### ACTIVITY
Extract every line from the records below that contains the word "self".

(Collected data)
- Opening Delimiter -
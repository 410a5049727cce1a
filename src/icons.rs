//! Icon glyphs used by the page templates.

#[derive(Debug, Clone, Copy, PartialEq, Eq)]
pub enum Icon {
    Upload,
    FileText,
    Brain,
    BarChart,
    Target,
    CheckCircle,
    Clock,
    TrendingUp,
    Sparkles,
    BookOpen,
    Award,
    Zap,
}

impl Icon {
    pub fn glyph(self) -> &'static str {
        match self {
            Icon::Upload => "📁",
            Icon::FileText => "📄",
            Icon::Brain => "🧠",
            Icon::BarChart => "📊",
            Icon::Target => "🎯",
            Icon::CheckCircle => "✅",
            Icon::Clock => "⏰",
            Icon::TrendingUp => "📈",
            Icon::Sparkles => "✨",
            Icon::BookOpen => "📖",
            Icon::Award => "🏆",
            Icon::Zap => "⚡",
        }
    }
}

impl std::fmt::Display for Icon {
    fn fmt(&self, f: &mut std::fmt::Formatter<'_>) -> std::fmt::Result {
        f.write_str(self.glyph())
    }
}

/// Glyph shown on each tab button.
pub fn tab_icon(tab: crate::models::Tab) -> Icon {
    use crate::models::Tab;
    match tab {
        Tab::Upload => Icon::Upload,
        Tab::Assessment => Icon::Target,
        Tab::Analytics => Icon::BarChart,
        Tab::Recommendations => Icon::Brain,
    }
}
- Closing Delimiter -
### TASK OUTPUT
    pub fn glyph(self) -> &'static str {
        match self {
    fn fmt(&self, f: &mut std::fmt::Formatter<'_>) -> std::fmt::Result {
        f.write_str(self.glyph())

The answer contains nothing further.